We are also pleased to be part of an exciting new socio-ecological think tank network, SET-NET, which is collaborating to strengthen our collective impact on European and global policy issues. In 2024, we collaborated with SET-NET members on a new report on Europe’s transportation sector, highlighting the changes needed for meeting international climate goals. TNI contributed a chapter analysing the current status of public transportation in the Netherlands, where we are part of a grassroots coalition of Dutch public trade unions and climate justice movements working together to increase investment in public transportation. Our aim is to ensure access to public transportation for all, reduce emissions and energy consumption, and facilitate a just energy transition. As a result of the coalition’s collective efforts, political support for public transportation in the Netherlands is growing.
Removing obstacles to a pro-public future: ISDS
For years, TNI has raised awareness and advocated for an end to one of the most egregious obstacles to a just transition: trade and investment agreements that give corporations the right to sue states for policies that may affect their profits. In 2024, our work to end the Investor-State Dispute Settlement (ISDS) system, as it is known, generated significant results. Prior to a national referendum on ISDS in Ecuador, we published a report, co-organised a public forum, engaged in radio and online communications, and co-signed a global and regional declaration with more than 100 organisations urging voters to say no to ISDS. As a result, nearly 65% of citizens voted to reject ISDS. In another positive step, the government of Honduras announced its withdrawal from the International Centre for the Settlement of Investment Disputes (ICSID), which arbitrates ISDS cases. Among other things, TNI published a report, drafted a declaration of support, which was presented to the Honduran Vice Chancellor for Foreign Policy.

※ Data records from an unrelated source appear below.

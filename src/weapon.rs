/// Weapon catalog entries and the per-player runtime state that fires them.
///
/// A `WeaponSpec` never changes once loaded. Every player owns one
/// `WeaponState` per weapon it carries, so ammo and cooldowns are never
/// shared between holders.
///
/// Lifecycle of a `WeaponState`:
///
/// ```text
/// Idle --fire--> CoolingDown --interval--> Idle
///   |                                       |
///   +-- ammo hits 0 --> Empty --reload--> Reloading --reload_time--> Idle
/// ```

use std::sync::Arc;

use glam::Vec2;
use rand::Rng;
use serde::Deserialize;

use crate::entities::Bullet;
use crate::error::FireError;

/// Slack on the cooldown comparison so `t + interval` always counts as ready
/// despite float rounding.
const COOLDOWN_EPSILON: f64 = 1e-9;

#[derive(Clone, Debug, PartialEq, Deserialize)]
pub struct WeaponSpec {
    pub name: String,
    pub damage: i32,
    /// Seconds between shots.
    pub fire_interval: f64,
    pub max_ammo: u32,
    /// Seconds a reload takes. Zero or less reloads instantly.
    pub reload_time: f64,
    /// Maximum random deviation either side of the aim line, in degrees.
    pub spread: f32,
    /// Visual scale of the weapon sprite.
    pub scale: f32,
    /// World units a bullet travels per tick.
    #[serde(default = "default_bullet_speed")]
    pub bullet_speed: f32,
}

fn default_bullet_speed() -> f32 {
    15.0
}

impl WeaponSpec {
    /// Slow, hard-hitting and accurate.
    pub fn pistol() -> WeaponSpec {
        WeaponSpec {
            name: "Pistol".to_string(),
            damage: 20,
            fire_interval: 0.4,
            max_ammo: 12,
            reload_time: 2.0,
            spread: 1.0,
            scale: 0.1,
            bullet_speed: default_bullet_speed(),
        }
    }

    /// Fast with a deep magazine, at the cost of accuracy.
    pub fn rifle() -> WeaponSpec {
        WeaponSpec {
            name: "Rifle".to_string(),
            damage: 15,
            fire_interval: 0.1,
            max_ammo: 30,
            reload_time: 4.0,
            spread: 4.0,
            scale: 0.6,
            bullet_speed: default_bullet_speed(),
        }
    }

    pub fn reference_catalog() -> Vec<WeaponSpec> {
        vec![WeaponSpec::pistol(), WeaponSpec::rifle()]
    }
}

/// Where and how the weapon sprite is drawn. World-space position, rotation
/// in degrees (0 = facing +x, clockwise with +y down).
#[derive(Clone, Copy, Debug, Default, PartialEq)]
pub struct Transform {
    pub position: Vec2,
    pub rotation: f32,
    pub scale: f32,
}

#[derive(Clone, Copy, Debug, PartialEq, Eq)]
pub enum WeaponStatus {
    Idle,
    CoolingDown,
    Empty,
    Reloading,
}

#[derive(Clone, Debug, PartialEq)]
pub struct WeaponState {
    ammo: u32,
    /// Time of the last successful shot.
    last_shot: Option<f64>,
    last_empty_report: Option<f64>,
    reload_done_at: Option<f64>,
    angle: f32,
    transform: Transform,
}

impl WeaponState {
    /// Fresh state with a full magazine.
    pub fn new(spec: &WeaponSpec) -> WeaponState {
        WeaponState {
            ammo: spec.max_ammo,
            last_shot: None,
            last_empty_report: None,
            reload_done_at: None,
            angle: 0.0,
            transform: Transform {
                scale: spec.scale,
                ..Transform::default()
            },
        }
    }

    pub fn ammo(&self) -> u32 {
        self.ammo
    }

    /// Facing angle in degrees.
    pub fn angle(&self) -> f32 {
        self.angle
    }

    pub fn transform(&self) -> Transform {
        self.transform
    }

    pub fn is_reloading(&self) -> bool {
        self.reload_done_at.is_some()
    }

    pub fn status(&self, spec: &WeaponSpec, now: f64) -> WeaponStatus {
        if self.is_reloading() {
            WeaponStatus::Reloading
        } else if self.ammo == 0 {
            WeaponStatus::Empty
        } else if !self.cooled_down(spec, now) {
            WeaponStatus::CoolingDown
        } else {
            WeaponStatus::Idle
        }
    }

    fn cooled_down(&self, spec: &WeaponSpec, now: f64) -> bool {
        match self.last_shot {
            Some(last) => now - last >= spec.fire_interval - COOLDOWN_EPSILON,
            None => true,
        }
    }

    /// Complete a pending reload once its time has come. Returns true on the
    /// tick the magazine is refilled.
    pub fn poll(&mut self, spec: &WeaponSpec, now: f64) -> bool {
        match self.reload_done_at {
            Some(done_at) if now >= done_at => {
                self.ammo = spec.max_ammo;
                self.reload_done_at = None;
                true
            }
            _ => false,
        }
    }

    /// Start a reload. A full magazine or a reload already in progress makes
    /// this a no-op. Returns true if a reload was started.
    pub fn reload(&mut self, spec: &WeaponSpec, now: f64) -> bool {
        if self.is_reloading() || self.ammo == spec.max_ammo {
            return false;
        }
        if spec.reload_time <= 0.0 {
            self.ammo = spec.max_ammo;
        } else {
            self.reload_done_at = Some(now + spec.reload_time);
        }
        true
    }

    /// Try to fire from `origin` toward `target`.
    ///
    /// Only a successful shot restarts the cooldown; refusals leave it as is.
    pub fn fire(
        &mut self,
        spec: &WeaponSpec,
        origin: Vec2,
        target: Vec2,
        now: f64,
        rng: &mut impl Rng,
    ) -> Result<Bullet, FireError> {
        self.poll(spec, now);
        if self.is_reloading() {
            return Err(FireError::Reloading);
        }
        if !self.cooled_down(spec, now) {
            return Err(FireError::Cooldown);
        }
        if self.ammo == 0 {
            return Err(FireError::OutOfAmmo);
        }

        self.ammo -= 1;
        self.last_shot = Some(now);

        let aim = target - origin;
        let deviation = if spec.spread > 0.0 {
            rng.gen_range(-spec.spread..=spec.spread)
        } else {
            0.0
        };
        let angle = aim.y.atan2(aim.x) + deviation.to_radians();
        let direction = Vec2::from_angle(angle);

        Ok(Bullet::new(origin, direction, spec.bullet_speed, spec.damage))
    }

    /// Whether an empty-magazine refusal at `now` should be reported. Reports
    /// are spaced at least one fire interval apart so a held trigger does not
    /// repeat them every tick.
    pub fn take_empty_report(&mut self, spec: &WeaponSpec, now: f64) -> bool {
        let due = match self.last_empty_report {
            Some(last) => now - last >= spec.fire_interval - COOLDOWN_EPSILON,
            None => true,
        };
        if due {
            self.last_empty_report = Some(now);
        }
        due
    }

    /// Point the weapon at `target` and move its sprite to `origin`.
    /// Presentation only; `fire` computes its own aim line.
    pub fn orient(&mut self, spec: &WeaponSpec, origin: Vec2, target: Vec2) {
        let aim = target - origin;
        self.angle = aim.y.atan2(aim.x).to_degrees();
        self.transform = Transform {
            position: origin,
            rotation: self.angle,
            scale: spec.scale,
        };
    }
}

/// A weapon as carried by one player: the shared catalog entry plus this
/// holder's own runtime state.
#[derive(Clone, Debug)]
pub struct Weapon {
    spec: Arc<WeaponSpec>,
    state: WeaponState,
}

impl Weapon {
    pub fn new(spec: Arc<WeaponSpec>) -> Weapon {
        let state = WeaponState::new(&spec);
        Weapon { spec, state }
    }

    pub fn spec(&self) -> &WeaponSpec {
        &self.spec
    }

    pub fn state(&self) -> &WeaponState {
        &self.state
    }

    pub fn name(&self) -> &str {
        &self.spec.name
    }

    pub fn status(&self, now: f64) -> WeaponStatus {
        self.state.status(&self.spec, now)
    }

    pub fn poll(&mut self, now: f64) -> bool {
        self.state.poll(&self.spec, now)
    }

    pub fn reload(&mut self, now: f64) -> bool {
        self.state.reload(&self.spec, now)
    }

    pub fn fire(
        &mut self,
        origin: Vec2,
        target: Vec2,
        now: f64,
        rng: &mut impl Rng,
    ) -> Result<Bullet, FireError> {
        self.state.fire(&self.spec, origin, target, now, rng)
    }

    pub fn take_empty_report(&mut self, now: f64) -> bool {
        self.state.take_empty_report(&self.spec, now)
    }

    pub fn orient(&mut self, origin: Vec2, target: Vec2) {
        self.state.orient(&self.spec, origin, target);
    }
}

TNI plays a key role in the Latin America and Caribbean ‘Platform Better off Without FTAs’ and national-level platforms, and helped organise new platforms in Paraguay and Honduras in 2024. To support this collective work, we launched a new report, ISDS in numbers, providing a systematic, detailed overview of ISDS lawsuits and their impacts on countries across the region.
At the global level, our new Global ISDS Tracker, co-published with PowerShift and the Trade Justice Movement in June, grabbed the attention of national media, including The Guardian, Radio France, and Mexico’s El Universal, as well as prominent alternative media platforms. With data from more than 1300 ISDS cases, the website provides a clear picture of how ISDS is blocking a just transition, enriching fossil fuel corporations with public money and delaying climate action. With the tracker, we continued to build momentum against the Energy Charter Treaty (ECT), through which hundreds of ISDS cases have been filed. Thanks in part to our long-term campaign against the ECT, the United Kingdom followed in the footsteps of the European Union in 2024 and announced its exit from the treaty, the first non-EU country to do so.
The government of Kenya also took steps to rid itself of ISDS in 2024 by officially terminating its Bilateral Investment Treaty with the Netherlands. Building on our long-term collaboration with allies in the East Africa region, TNI co-organised a civil society forum in Entebbe, Uganda, focused on ‘Aligning Investment Policy Frameworks to Climate and Sustainable Development Goals’. Attended by grassroots movements, think‐tanks, faith-based organisations and advocacy groups working on investment and development related issues, the forum concluded in the Entebbe Declaration. The declaration calls for an immediate moratorium on new international investment agreements, a comprehensive audit to assess the impacts of existing harmful agreements, and transformative change in global investment frameworks to prioritise people and the planet.